2. Decelerating revenue growth can be a bear
Zillow's top-line growth has now clocked in lower for the sixth consecutive quarter. It was a photo finish, as the second quarter's 21.9% rise follows a 22% uptick three months earlier. A streak is still a streak.
Guidance initiated for the third quarter suggests that the deceleration will continue. Zillow sees revenue growing just shy of 20% in the current quarter, and that includes the first period of revenue recognition from Zillow Offers.
3. Hunting down home hunters hits home
One of the more shocking nuggets in Zillow's report is that the average monthly unique visitors across its real estate websites rose just 4% since the prior year. Most of that modest gain happened in April, another grim nod for the way that traffic is trending heading into this summer.
The silver lining to the 4% increase in unique visitors is that website visits rose 14%, so users are spending more time on the sites. However, with Premier Agent revenue up 22% one has to wonder if real estate professionals as a whole will continue to pay more than Zillow's popularity as a platform.

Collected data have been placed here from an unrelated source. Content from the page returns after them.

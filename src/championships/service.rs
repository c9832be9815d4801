use chrono::{DateTime, Utc};
use std::sync::Arc;
use tracing::{debug, info, instrument, warn};
use uuid::Uuid;

use super::{
    models::{
        select_monthly_leader, MonthLabel, MonthlyChampionshipRecord, ResetSummary,
        RolloverOutcome,
    },
    repository::ChampionshipRepository,
};
use crate::shared::AppError;
use crate::users::repository::UserRepository;

/// Service for monthly crowns and the monthly counter reset
pub struct ChampionshipService {
    users: Arc<dyn UserRepository>,
    championships: Arc<dyn ChampionshipRepository>,
}

impl ChampionshipService {
    pub fn new(
        users: Arc<dyn UserRepository>,
        championships: Arc<dyn ChampionshipRepository>,
    ) -> Self {
        Self {
            users,
            championships,
        }
    }

    /// Crowns the current monthly leader for `month_label`.
    ///
    /// When `expected_winner` is given (the admin screen shows a leader before
    /// confirming), the award is refused if the leader has changed since.
    /// Monthly counters are not reset here.
    #[instrument(skip(self))]
    pub async fn award_monthly_championship(
        &self,
        month_label: MonthLabel,
        awarded_by: &str,
        expected_winner: Option<Uuid>,
    ) -> Result<MonthlyChampionshipRecord, AppError> {
        let awarded_by = awarded_by.trim();
        if awarded_by.is_empty() {
            return Err(AppError::Validation(
                "Awarding administrator must be named".to_string(),
            ));
        }

        let label = month_label.to_string();
        if self.championships.get_championship(&label).await?.is_some() {
            warn!(month_label = %label, "Crown already awarded for month");
            return Err(AppError::Conflict(format!(
                "Crown for {} was already awarded",
                label
            )));
        }

        let users = self.users.list_users_by_monthly_points().await?;
        let leader = select_monthly_leader(&users).ok_or_else(|| {
            AppError::Validation(format!("Nobody scored monthly points for {}", label))
        })?;

        if let Some(expected) = expected_winner {
            if expected != leader.id {
                warn!(
                    expected = %expected,
                    leader = %leader.id,
                    "Selected winner is no longer the monthly leader"
                );
                return Err(AppError::Conflict(format!(
                    "User {} is no longer the monthly leader",
                    expected
                )));
            }
        }

        let record = MonthlyChampionshipRecord::new(leader, month_label, awarded_by);
        self.championships.record_championship(&record).await?;

        info!(
            month_label = %record.month_label,
            user_id = %record.user_id,
            points = record.points,
            awarded_by = %record.awarded_by,
            "Monthly crown awarded"
        );
        Ok(record)
    }

    #[instrument(skip(self))]
    pub async fn list_championships(&self) -> Result<Vec<MonthlyChampionshipRecord>, AppError> {
        self.championships.list_championships().await
    }

    /// Zeroes monthly counters for everyone; safe to repeat
    #[instrument(skip(self))]
    pub async fn reset_all_monthly_stats(&self) -> Result<ResetSummary, AppError> {
        let users_reset = self.championships.reset_all_monthly_stats().await?;
        info!(users_reset, "Monthly stats reset");
        Ok(ResetSummary { users_reset })
    }

    /// Closes the month the monthly counters belong to once `now` has moved
    /// past it: crowns its leader if nobody has yet, then resets the counters
    /// and opens the current month for them.
    ///
    /// A store that has never tracked a month opens the current one and does
    /// nothing else, so a first run mid-month keeps this month's progress.
    /// Repeated runs within a month are no-ops.
    #[instrument(skip(self))]
    pub async fn run_monthly_rollover(
        &self,
        now: DateTime<Utc>,
        awarded_by: &str,
    ) -> Result<RolloverOutcome, AppError> {
        let current = MonthLabel::from_datetime(now);

        let open = match self.championships.open_stats_month().await? {
            Some(label) => label.parse::<MonthLabel>()?,
            None => {
                let label = current.to_string();
                if self.championships.start_stats_month(&label, now).await? {
                    info!(month_label = %label, "Monthly counters opened for month");
                }
                return Ok(RolloverOutcome::idle(label));
            }
        };

        let label = open.to_string();
        if open >= current {
            debug!(month_label = %label, "Month still open");
            return Ok(RolloverOutcome::idle(label));
        }

        let championship = if self.championships.get_championship(&label).await?.is_some() {
            debug!(month_label = %label, "Crown already in history");
            None
        } else {
            match self
                .award_monthly_championship(open, awarded_by, None)
                .await
            {
                Ok(record) => Some(record),
                Err(AppError::Validation(reason)) => {
                    info!(month_label = %label, %reason, "No crown to award");
                    None
                }
                Err(AppError::Conflict(reason)) => {
                    info!(month_label = %label, %reason, "Crown awarded concurrently");
                    None
                }
                Err(err) => return Err(err),
            }
        };

        let users_reset = self
            .championships
            .reset_monthly_stats_once(&current.to_string(), now)
            .await?;

        match users_reset {
            Some(count) => info!(
                month_label = %label,
                opened = %current,
                users_reset = count,
                "Monthly rollover reset"
            ),
            None => debug!(month_label = %label, "Monthly stats already reset for month"),
        }

        Ok(RolloverOutcome {
            month_label: label,
            championship,
            users_reset,
        })
    }
}

#[cfg(test)]
mod tests {
    use super::*;
    use crate::store::InMemoryStore;
    use crate::users::{StatsIncrement, UserModel};
    use chrono::TimeZone;

    async fn user_with_points(store: &InMemoryStore, name: &str, points: i32) -> UserModel {
        let user = UserModel::new(name.to_string());
        store.create_user(&user).await.unwrap();
        store
            .increment_user_stats(
                user.id,
                &StatsIncrement {
                    points,
                    predictions: 1,
                    correct: 1,
                    monthly_points: points,
                    monthly_predictions: 1,
                    monthly_correct: 1,
                },
            )
            .await
            .unwrap()
    }

    fn service(store: &Arc<InMemoryStore>) -> ChampionshipService {
        ChampionshipService::new(store.clone(), store.clone())
    }

    fn january() -> MonthLabel {
        MonthLabel::new(2026, 1).unwrap()
    }

    #[tokio::test]
    async fn crowns_leader_and_keeps_monthly_counters() {
        let store = Arc::new(InMemoryStore::new());
        user_with_points(&store, "ana", 8).await;
        let beto = user_with_points(&store, "beto", 13).await;

        let record = service(&store)
            .award_monthly_championship(january(), "admin", Some(beto.id))
            .await
            .unwrap();

        assert_eq!(record.user_id, beto.id);
        assert_eq!(record.points, 13);
        assert_eq!(record.month_label, "2026-01");

        let beto = store.get_user(beto.id).await.unwrap().unwrap();
        assert_eq!(beto.monthly_championships, 1);
        assert_eq!(beto.monthly_points, 13);
    }

    #[tokio::test]
    async fn second_crown_for_same_month_conflicts() {
        let store = Arc::new(InMemoryStore::new());
        let ana = user_with_points(&store, "ana", 8).await;
        let service = service(&store);

        service
            .award_monthly_championship(january(), "admin", None)
            .await
            .unwrap();
        let again = service
            .award_monthly_championship(january(), "admin", None)
            .await;

        assert!(matches!(again, Err(AppError::Conflict(_))));
        assert_eq!(service.list_championships().await.unwrap().len(), 1);
        let ana = store.get_user(ana.id).await.unwrap().unwrap();
        assert_eq!(ana.monthly_championships, 1);
    }

    #[tokio::test]
    async fn nothing_to_award_without_monthly_points() {
        let store = Arc::new(InMemoryStore::new());
        store
            .create_user(&UserModel::new("idle".to_string()))
            .await
            .unwrap();

        let outcome = service(&store)
            .award_monthly_championship(january(), "admin", None)
            .await;
        assert!(matches!(outcome, Err(AppError::Validation(_))));
    }

    #[tokio::test]
    async fn stale_selection_is_refused() {
        let store = Arc::new(InMemoryStore::new());
        let ana = user_with_points(&store, "ana", 8).await;
        user_with_points(&store, "beto", 20).await;

        let outcome = service(&store)
            .award_monthly_championship(january(), "admin", Some(ana.id))
            .await;

        assert!(matches!(outcome, Err(AppError::Conflict(_))));
        assert!(service(&store)
            .list_championships()
            .await
            .unwrap()
            .is_empty());
    }

    #[tokio::test]
    async fn reset_is_idempotent() {
        let store = Arc::new(InMemoryStore::new());
        let ana = user_with_points(&store, "ana", 8).await;
        user_with_points(&store, "beto", 3).await;
        let service = service(&store);

        assert_eq!(service.reset_all_monthly_stats().await.unwrap().users_reset, 2);
        assert_eq!(service.reset_all_monthly_stats().await.unwrap().users_reset, 2);

        let ana = store.get_user(ana.id).await.unwrap().unwrap();
        assert_eq!(
            (ana.monthly_points, ana.monthly_predictions, ana.monthly_correct),
            (0, 0, 0)
        );
        assert_eq!(ana.points, 8);
    }

    #[tokio::test]
    async fn first_rollover_mid_month_keeps_progress() {
        let store = Arc::new(InMemoryStore::new());
        let ana = user_with_points(&store, "ana", 9).await;
        let service = service(&store);
        let mid_october = Utc.with_ymd_and_hms(2026, 10, 14, 12, 0, 0).unwrap();

        let outcome = service
            .run_monthly_rollover(mid_october, "system")
            .await
            .unwrap();
        assert_eq!(outcome, RolloverOutcome::idle("2026-10".to_string()));

        let again = service
            .run_monthly_rollover(mid_october + chrono::Duration::days(3), "system")
            .await
            .unwrap();
        assert!(again.championship.is_none());
        assert_eq!(again.users_reset, None);

        assert!(service.list_championships().await.unwrap().is_empty());
        let ana = store.get_user(ana.id).await.unwrap().unwrap();
        assert_eq!(ana.monthly_points, 9);
        assert_eq!(
            store.open_stats_month().await.unwrap().as_deref(),
            Some("2026-10")
        );
    }

    #[tokio::test]
    async fn rollover_awards_closed_month_then_resets_once() {
        let store = Arc::new(InMemoryStore::new());
        let service = service(&store);
        let mid_january = Utc.with_ymd_and_hms(2026, 1, 15, 9, 0, 0).unwrap();
        service.run_monthly_rollover(mid_january, "system").await.unwrap();

        let ana = user_with_points(&store, "ana", 11).await;
        let first_of_february = Utc.with_ymd_and_hms(2026, 2, 1, 0, 5, 0).unwrap();

        let first = service
            .run_monthly_rollover(first_of_february, "system")
            .await
            .unwrap();
        assert_eq!(first.month_label, "2026-01");
        assert_eq!(first.championship.as_ref().unwrap().user_id, ana.id);
        assert_eq!(first.championship.as_ref().unwrap().month_label, "2026-01");
        assert_eq!(first.users_reset, Some(1));

        // Points scored after the reset belong to February and must survive a rerun
        user_with_points(&store, "beto", 4).await;
        let second = service
            .run_monthly_rollover(first_of_february + chrono::Duration::hours(1), "system")
            .await
            .unwrap();
        assert_eq!(second.month_label, "2026-02");
        assert!(second.championship.is_none());
        assert_eq!(second.users_reset, None);

        let standings = store.list_users_by_monthly_points().await.unwrap();
        assert_eq!(standings[0].monthly_points, 4);
    }

    #[tokio::test]
    async fn rollover_without_points_still_resets() {
        let store = Arc::new(InMemoryStore::new());
        store
            .create_user(&UserModel::new("idle".to_string()))
            .await
            .unwrap();
        store
            .start_stats_month("2025-12", Utc.with_ymd_and_hms(2025, 12, 3, 0, 0, 0).unwrap())
            .await
            .unwrap();
        let now = Utc.with_ymd_and_hms(2026, 1, 1, 0, 0, 0).unwrap();

        let outcome = service(&store)
            .run_monthly_rollover(now, "system")
            .await
            .unwrap();

        assert_eq!(outcome.month_label, "2025-12");
        assert!(outcome.championship.is_none());
        assert_eq!(outcome.users_reset, Some(1));
        assert_eq!(
            store.open_stats_month().await.unwrap().as_deref(),
            Some("2026-01")
        );
    }

    #[tokio::test]
    async fn missed_boundary_crowns_the_month_that_was_open() {
        let store = Arc::new(InMemoryStore::new());
        store
            .start_stats_month("2026-03", Utc.with_ymd_and_hms(2026, 3, 1, 0, 0, 0).unwrap())
            .await
            .unwrap();
        user_with_points(&store, "ana", 6).await;

        // Nothing ran during April
        let outcome = service(&store)
            .run_monthly_rollover(Utc.with_ymd_and_hms(2026, 5, 2, 0, 0, 0).unwrap(), "system")
            .await
            .unwrap();

        assert_eq!(outcome.month_label, "2026-03");
        assert_eq!(outcome.championship.unwrap().month_label, "2026-03");
        assert_eq!(
            store.open_stats_month().await.unwrap().as_deref(),
            Some("2026-05")
        );
    }
}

4. Higher mortgage rates can be problematic
The one business segment that actually declined during the second quarter was mortgage-related revenue. Interest rates are inching higher, and that's eating into the refinancing business.
Zillow has been somewhat immune to market downturns in the past. Real estate market lulls often prompt serious real estate pros to Zillow to stand out in a more desperate market for leads. However, with rates on the rise one has to wonder if real estate prices and demand will suffer as prospective homebuyers get less bang for their mortgaged buck. This also may not be the best lending rate climate to be flipping homes.
5. Hosing down guidance is never a good look
Zillow is lowering its revenue outlook for all of 2018. The biggest reason for the downward revision is Zillow scaling back its expectations for Zillow Offers for the balance of the year, but it also adjusted its forecast for its flagship portal business lower.
Expectations are high for Zillow, so when it falls short on some fronts it can be painful for investors. Zillow fell short on more than just some fronts.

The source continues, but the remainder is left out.